However, data on overall alcohol consumption for the past several years does reveal year-on-year declines, so people are drinking less, especially millennials. Annie Grace, another author/influencer/podcaster, credits social media for this trend and says young people “don’t want to be embarrassed on a platform that lives forever. I certainly am glad there was no photographic record of what I did in my early 20s.”

It’s not just about embarrassment, though. As The New York Times put it in a recent sober-curious story: “Beyond the health risks, the booze that flows freely at fraternity parties or holiday mixers has started to look to some women like a tool of oppression in the age of radical consent.” Grace adds another factor in the decision-making of millennials and Gen-Zers: “Their experience with their own parents drinking. It seems that they feel alcohol is their parents’ drug.”

Instead, the kids want to get high on . . . wellness?! You know, yoga, meditation, adult coloring books, wheatgrass shots, CBD everything, and so much more. “Once a person begins the journey into health and wellness, alcohol often sticks out as a sore thumb,” says Grace.

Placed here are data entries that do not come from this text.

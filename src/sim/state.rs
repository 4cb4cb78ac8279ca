//! Game state and core simulation types
//!
//! Everything a run mutates lives here. The view layer only ever sees a
//! [`Snapshot`].

use rand::SeedableRng;
use rand_pcg::Pcg32;
use serde::{Deserialize, Serialize};

use crate::tuning::Tuning;

/// Current phase of a run
#[derive(Debug, Clone, Copy, PartialEq, Eq, Default, Serialize, Deserialize)]
pub enum RunPhase {
    /// Start screen, no run active
    #[default]
    Idle,
    /// Active gameplay
    Playing,
    /// Impact pause: world frozen, game over pending
    Collided,
    /// Run ended
    GameOver,
}

/// Which impulse a jump applied
#[derive(Debug, Clone, Copy, PartialEq, Eq, Serialize, Deserialize)]
pub enum JumpKind {
    First,
    Double,
}

/// The player character. Only moves vertically.
///
/// Offsets grow downward: 0 is the ground, negative values are in the air.
#[derive(Debug, Clone, Default, PartialEq, Serialize, Deserialize)]
pub struct Player {
    /// Height above the baseline (<= 0)
    pub offset: f32,
    /// Vertical velocity (negative = rising)
    pub velocity: f32,
    pub is_jumping: bool,
    pub can_double_jump: bool,
    pub has_double_jumped: bool,
}

impl Player {
    /// Apply a jump impulse if one is available this airborne period
    pub fn jump(&mut self, tuning: &Tuning) -> Option<JumpKind> {
        if !self.is_jumping {
            self.is_jumping = true;
            self.can_double_jump = true;
            self.has_double_jumped = false;
            self.velocity = tuning.jump_impulse;
            Some(JumpKind::First)
        } else if self.can_double_jump && !self.has_double_jumped {
            self.has_double_jumped = true;
            self.can_double_jump = false;
            self.velocity = tuning.double_jump_impulse;
            Some(JumpKind::Double)
        } else {
            None
        }
    }

    /// Semi-implicit Euler step. Returns true on the tick the player lands.
    pub fn integrate(&mut self, gravity: f32) -> bool {
        if !self.is_jumping {
            return false;
        }
        self.offset += self.velocity;
        self.velocity += gravity;

        if self.offset >= 0.0 {
            self.land();
            return true;
        }
        false
    }

    fn land(&mut self) {
        self.offset = 0.0;
        self.velocity = 0.0;
        self.is_jumping = false;
        self.can_double_jump = false;
        self.has_double_jumped = false;
    }
}

/// Obstacle categories. Purely cosmetic, all share one hitbox.
#[derive(Debug, Clone, Copy, PartialEq, Eq, Hash, Serialize, Deserialize)]
pub enum ObstacleKind {
    Cado,
    Tomato,
    Lemon,
}

impl ObstacleKind {
    pub const ALL: [ObstacleKind; 3] = [ObstacleKind::Cado, ObstacleKind::Tomato, ObstacleKind::Lemon];

    pub fn as_str(&self) -> &'static str {
        match self {
            ObstacleKind::Cado => "cado",
            ObstacleKind::Tomato => "tomato",
            ObstacleKind::Lemon => "lemon",
        }
    }
}

/// An obstacle scrolling toward the player
#[derive(Debug, Clone, PartialEq, Serialize, Deserialize)]
pub struct Obstacle {
    pub id: u64,
    /// Horizontal position (decreases as it scrolls left)
    pub x: f32,
    pub height: f32,
    pub kind: ObstacleKind,
}

/// Things that happened during a tick or input, drained by the driver
#[derive(Debug, Clone, PartialEq, Serialize, Deserialize)]
pub enum GameEvent {
    /// A jump impulse was applied
    Jumped(JumpKind),
    /// Obstacle speed crossed a score milestone
    SpeedUp { speed: f32 },
    /// First overlap of the run; game over should follow after the delay
    Collided { run_id: u64, obstacle_id: u64 },
    /// The run ended
    GameOver { score: u64, new_high_score: bool },
}

/// Read-only view handed to the renderer each frame
#[derive(Debug, Clone, PartialEq, Serialize)]
pub struct Snapshot {
    pub phase: RunPhase,
    pub player_offset: f32,
    pub player_collided: bool,
    pub obstacles: Vec<Obstacle>,
    pub score: u64,
    pub high_score: u64,
    pub obstacle_speed: f32,
    pub is_playing: bool,
    pub is_game_over: bool,
}

/// Complete simulation state
#[derive(Debug, Clone)]
pub struct GameState {
    /// Balance constants for this game
    pub tuning: Tuning,
    pub phase: RunPhase,
    /// Generation counter, bumped by every start/abandon
    pub run_id: u64,
    pub player: Player,
    /// Live obstacles, oldest first
    pub obstacles: Vec<Obstacle>,
    pub score: u64,
    /// Best score across runs (owned by the store, mirrored here)
    pub high_score: u64,
    pub obstacle_speed: f32,
    /// Ticks simulated in the current run
    pub time_ticks: u64,
    /// Seed the RNG was created from
    pub seed: u64,
    pub(super) rng: Pcg32,
    next_id: u64,
    events: Vec<GameEvent>,
}

impl GameState {
    /// Create an idle game. Call [`GameState::start`] to begin a run.
    pub fn new(seed: u64, high_score: u64, tuning: Tuning) -> Self {
        let obstacle_speed = tuning.base_speed;
        Self {
            tuning,
            phase: RunPhase::Idle,
            run_id: 0,
            player: Player::default(),
            obstacles: Vec::new(),
            score: 0,
            high_score,
            obstacle_speed,
            time_ticks: 0,
            seed,
            rng: Pcg32::seed_from_u64(seed),
            next_id: 1,
            events: Vec::new(),
        }
    }

    /// Begin a fresh run, discarding any run in progress
    pub fn start(&mut self) {
        self.run_id += 1;
        self.phase = RunPhase::Playing;
        self.player = Player::default();
        self.obstacles.clear();
        self.score = 0;
        self.obstacle_speed = self.tuning.base_speed;
        self.time_ticks = 0;
        log::info!("Run {} started (high score {})", self.run_id, self.high_score);
    }

    /// Return to the start screen without finishing the run
    pub fn abandon(&mut self) {
        if self.phase == RunPhase::Idle {
            return;
        }
        log::info!("Run {} abandoned at score {}", self.run_id, self.score);
        self.run_id += 1;
        self.phase = RunPhase::Idle;
        self.player = Player::default();
        self.obstacles.clear();
    }

    /// Handle a tap. Ignored unless a run is active and not over.
    pub fn jump(&mut self) -> bool {
        if !self.is_playing() || self.is_game_over() {
            return false;
        }
        match self.player.jump(&self.tuning) {
            Some(kind) => {
                self.events.push(GameEvent::Jumped(kind));
                true
            }
            None => false,
        }
    }

    /// Enter the impact pause. Only the first overlap of a run counts.
    pub fn register_collision(&mut self, obstacle_id: u64) -> bool {
        if self.phase != RunPhase::Playing {
            return false;
        }
        self.phase = RunPhase::Collided;
        log::debug!(
            "Run {} collided with obstacle {} at score {}",
            self.run_id,
            obstacle_id,
            self.score
        );
        self.events.push(GameEvent::Collided {
            run_id: self.run_id,
            obstacle_id,
        });
        true
    }

    /// Deferred end of the impact pause. Stale requests from an earlier run
    /// are ignored.
    pub fn finish_run(&mut self, run_id: u64) -> bool {
        if run_id != self.run_id || self.phase != RunPhase::Collided {
            log::debug!("Ignoring stale game over for run {run_id} (current {})", self.run_id);
            return false;
        }
        self.phase = RunPhase::GameOver;

        let new_high_score = self.score > self.high_score;
        if new_high_score {
            self.high_score = self.score;
        }
        log::info!(
            "Run {} over: score {}{}",
            self.run_id,
            self.score,
            if new_high_score { " (new high score!)" } else { "" }
        );
        self.events.push(GameEvent::GameOver {
            score: self.score,
            new_high_score,
        });
        true
    }

    /// Allocate a new entity ID
    pub fn next_entity_id(&mut self) -> u64 {
        let id = self.next_id;
        self.next_id += 1;
        id
    }

    /// Queue an event for the driver
    pub fn push_event(&mut self, event: GameEvent) {
        self.events.push(event);
    }

    /// Take all events queued since the last drain
    pub fn drain_events(&mut self) -> Vec<GameEvent> {
        std::mem::take(&mut self.events)
    }

    /// A run has been started and not abandoned (stays true through game over)
    pub fn is_playing(&self) -> bool {
        self.phase != RunPhase::Idle
    }

    pub fn is_collided(&self) -> bool {
        matches!(self.phase, RunPhase::Collided | RunPhase::GameOver)
    }

    pub fn is_game_over(&self) -> bool {
        self.phase == RunPhase::GameOver
    }

    pub fn snapshot(&self) -> Snapshot {
        Snapshot {
            phase: self.phase,
            player_offset: self.player.offset,
            player_collided: self.is_collided(),
            obstacles: self.obstacles.clone(),
            score: self.score,
            high_score: self.high_score,
            obstacle_speed: self.obstacle_speed,
            is_playing: self.is_playing(),
            is_game_over: self.is_game_over(),
        }
    }
}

I personally didn’t dip a toe into the sober-curious pool, via Dry January, because of sober bars, sober gurus, diet, weed, or youth. It wasn’t thanks to the sweaty hoops player either, but through the wisdom of someone even more impressive: my girlfriend.

If I were ever to try it, trying it with her seemed like the most palatable option. I thought cutting out one twelfth of my yearly alcohol intake seemed like a pretty good idea. I’d save money, lose weight, focus better, blah blah blah.

I succeeded, with pluck and guile, in my first attempt. I found that all the clichés were true. I did want to socialize less. I did want to eat more ice cream. I also found out that, after the first week or so, it got easier. That once I got even a little bit of a head of sober steam, the booze cravings weren’t crowding my brain. I slept better! I also felt, slightly, like I was living in stasis.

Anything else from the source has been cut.